• _EXERCISE BRIEF_
Please return every line in the entries below with the word "when" in it.

##############################

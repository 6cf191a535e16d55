//! Signature resolution.
//!
//! Recovers the concrete slot types of an operation by walking its declared ancestry
//! breadth-first (superclass edge before interface edges), substituting each parent's
//! type parameters with the arguments supplied at that edge, until the capability's
//! defining interface is reached.
//!
//! Resolution is structural and local to one operation:
//! - a parameter still unbound when the interface is reached yields an unknown slot
//! - when the interface is reachable along several paths, the nearest ones win
//! - equal-distance paths that disagree on a slot make that slot unknown
//! - equal-distance paths reaching *different* capability interfaces make the whole
//!   shape unknown

use std::collections::{HashMap, VecDeque};
use std::sync::Arc;

use opchain_types::{builtin, TypeDescriptor, TypeRef, TypeRegistry};

use crate::assignability::{AssignabilityChecker, AssignabilityResult};
use crate::capability::{Capability, CapabilityInterface, SlotSource};
use crate::operation::{Operation, Shape};
use crate::signature::{Signature, SlotType};

/// Errors raised when an operation's type is misconfigured.
///
/// Unresolvable slots are not errors; they degrade to [`Signature::Unknown`].
#[derive(Debug, Clone, PartialEq, Eq, thiserror::Error)]
pub enum ResolveError {
    #[error("operation type `{ty}` is not declared in the type registry")]
    UndeclaredType { ty: String },

    #[error("operation type `{ty}` does not implement any {capability} interface")]
    CapabilityNotImplemented { ty: String, capability: Capability },

    #[error("operation `{ty}` has an inconsistent shape: {reason}")]
    InconsistentShape { ty: String, reason: String },
}

/// Binding of one type parameter along an ancestry path.
#[derive(Debug, Clone, PartialEq, Eq)]
enum Binding {
    Concrete(TypeDescriptor),
    Unbound,
}

type Env = HashMap<Arc<str>, Binding>;

/// A capability interface reached during the walk.
#[derive(Debug)]
struct Hit {
    interface: &'static CapabilityInterface,
    depth: usize,
    env: Env,
}

/// Resolves operation signatures against a [`TypeRegistry`].
#[derive(Debug, Clone, Copy)]
pub struct SignatureResolver<'r> {
    registry: &'r TypeRegistry,
}

impl Default for SignatureResolver<'static> {
    fn default() -> Self {
        Self::new(TypeRegistry::global())
    }
}

impl<'r> SignatureResolver<'r> {
    pub fn new(registry: &'r TypeRegistry) -> Self {
        Self { registry }
    }

    pub fn registry(&self) -> &'r TypeRegistry {
        self.registry
    }

    /// Checker sharing this resolver's registry.
    pub fn checker(&self) -> AssignabilityChecker<'r> {
        AssignabilityChecker::new(self.registry)
    }

    pub fn resolve_input_signature<O: Operation + ?Sized>(&self, op: &O) -> Result<Signature, ResolveError> {
        Ok(self.resolve_shape(op)?.input)
    }

    pub fn resolve_output_signature<O: Operation + ?Sized>(&self, op: &O) -> Result<Signature, ResolveError> {
        Ok(self.resolve_shape(op)?.output)
    }

    /// Input and output signatures of `op`.
    pub fn resolve_shape<O: Operation + ?Sized>(&self, op: &O) -> Result<Shape, ResolveError> {
        if let Some(shape) = op.declared_shape(self)? {
            check_declared_shape(&op.type_descriptor(), op.capability(), &shape)?;
            return Ok(shape);
        }
        self.resolve_type(&op.type_descriptor(), op.capability())
    }

    /// Check that `producer`'s output may feed `consumer`'s input.
    pub fn check_edge<P, C>(&self, producer: &P, consumer: &C) -> Result<AssignabilityResult, ResolveError>
    where
        P: Operation + ?Sized,
        C: Operation + ?Sized,
    {
        let produced = self.resolve_output_signature(producer)?;
        let consumed = self.resolve_input_signature(consumer)?;
        Ok(self.checker().check_assignable(&produced, &consumed))
    }

    /// Shape of the declared type `ty` viewed through `capability`.
    pub fn resolve_type(&self, ty: &TypeDescriptor, capability: Capability) -> Result<Shape, ResolveError> {
        let decl = self
            .registry
            .get(ty)
            .ok_or_else(|| ResolveError::UndeclaredType { ty: ty.to_string() })?;

        let start_env: Env = decl
            .params
            .iter()
            .map(|param| (param.clone(), Binding::Unbound))
            .collect();

        let hits = self.collect_hits(ty, start_env, capability);
        let Some(min_depth) = hits.iter().map(|hit| hit.depth).min() else {
            return Err(ResolveError::CapabilityNotImplemented {
                ty: ty.to_string(),
                capability,
            });
        };
        let nearest: Vec<&Hit> = hits.iter().filter(|hit| hit.depth == min_depth).collect();

        let interface = nearest[0].interface;
        if nearest.iter().any(|hit| hit.interface.name != interface.name) {
            tracing::debug!(
                ty = %ty,
                depth = min_depth,
                "several {capability} interfaces at equal distance; shape is unknown"
            );
            return Ok(Shape::unknown());
        }

        let input = Signature::from_slots(
            interface
                .inputs
                .iter()
                .map(|param| agreed_slot(ty, param, &nearest)),
        );
        let output = match interface.output {
            SlotSource::Param(param) => Signature::from_slots([agreed_slot(ty, param, &nearest)]),
            SlotSource::Fixed(name) => Signature::Single(TypeDescriptor::named(name)),
        };

        tracing::trace!(ty = %ty, interface = interface.name, %input, %output, "resolved shape");
        Ok(Shape::new(input, output))
    }

    /// Breadth-first walk recording every capability interface reached.
    fn collect_hits(&self, start: &TypeDescriptor, start_env: Env, capability: Capability) -> Vec<Hit> {
        let mut hits = Vec::new();
        let mut queue: VecDeque<(TypeDescriptor, Env, usize)> = VecDeque::new();
        queue.push_back((start.clone(), start_env, 0));

        while let Some((ty, env, depth)) = queue.pop_front() {
            tracing::trace!(ty = %ty, depth, "visiting ancestor");

            if let Some(interface) = capability.interface(ty.name()) {
                hits.push(Hit {
                    interface,
                    depth,
                    env,
                });
                continue;
            }

            let Some(decl) = self.registry.get(&ty) else {
                continue;
            };
            for edge in decl.parents() {
                let Some(parent) = self.registry.get(&edge.target) else {
                    continue;
                };
                let parent_env: Env = parent
                    .params
                    .iter()
                    .zip(&edge.args)
                    .map(|(param, arg)| {
                        let binding = match arg {
                            TypeRef::Concrete(descriptor) => Binding::Concrete(descriptor.clone()),
                            TypeRef::Var(var) => env.get(var).cloned().unwrap_or(Binding::Unbound),
                        };
                        (param.clone(), binding)
                    })
                    .collect();
                queue.push_back((edge.target.clone(), parent_env, depth + 1));
            }
        }

        hits
    }
}

/// The binding every nearest hit agrees on for `param`, or unknown.
/// A declared shape must still fit its capability: predicates produce `Boolean`, binary
/// operators take two slots and produce the slot type. Unknown parts are accepted.
fn check_declared_shape(ty: &TypeDescriptor, capability: Capability, shape: &Shape) -> Result<(), ResolveError> {
    let inconsistent = |reason: String| ResolveError::InconsistentShape {
        ty: ty.to_string(),
        reason,
    };
    match capability {
        Capability::Function => Ok(()),
        Capability::Predicate => match &shape.output {
            Signature::Single(output) if *output != TypeDescriptor::named(builtin::BOOLEAN) => {
                Err(inconsistent(format!("predicate output is `{output}`, not `Boolean`")))
            }
            Signature::Tuple(_) => Err(inconsistent(format!(
                "predicate output is the tuple `{}`",
                shape.output
            ))),
            _ => Ok(()),
        },
        Capability::BinaryOperator => {
            match shape.input.arity() {
                None | Some(2) => {}
                Some(arity) => {
                    return Err(inconsistent(format!(
                        "binary operator input `{}` has {arity} slot(s), expected 2",
                        shape.input
                    )))
                }
            }
            if matches!(shape.output, Signature::Tuple(_)) {
                return Err(inconsistent(format!(
                    "binary operator output is the tuple `{}`",
                    shape.output
                )));
            }
            let output = shape.output.slot(0).unwrap_or(SlotType::Unknown);
            for index in 0..2 {
                let slot = shape.input.slot(index).unwrap_or(SlotType::Unknown);
                if let (SlotType::Known(expected), SlotType::Known(actual)) = (&slot, &output) {
                    if expected != actual {
                        return Err(inconsistent(format!(
                            "binary operator output `{actual}` differs from input slot {index} `{expected}`"
                        )));
                    }
                }
            }
            Ok(())
        }
    }
}

fn agreed_slot(ty: &TypeDescriptor, param: &str, hits: &[&Hit]) -> SlotType {
    let mut agreed: Option<&TypeDescriptor> = None;
    for hit in hits {
        match hit.env.get(param) {
            Some(Binding::Concrete(descriptor)) => match agreed {
                None => agreed = Some(descriptor),
                Some(existing) if existing == descriptor => {}
                Some(existing) => {
                    tracing::debug!(
                        ty = %ty,
                        param,
                        first = %existing,
                        second = %descriptor,
                        "conflicting bindings at equal distance; slot is unknown"
                    );
                    return SlotType::Unknown;
                }
            },
            Some(Binding::Unbound) | None => {
                tracing::debug!(ty = %ty, param, "type parameter is unbound; slot is unknown");
                return SlotType::Unknown;
            }
        }
    }
    agreed.map_or(SlotType::Unknown, |descriptor| SlotType::Known(descriptor.clone()))
}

##############################

• _OUTPUT_
//! - a parameter still unbound when the interface is reached yields an unknown slot
//! - when the interface is reachable along several paths, the nearest ones win
/// Errors raised when an operation's type is misconfigured.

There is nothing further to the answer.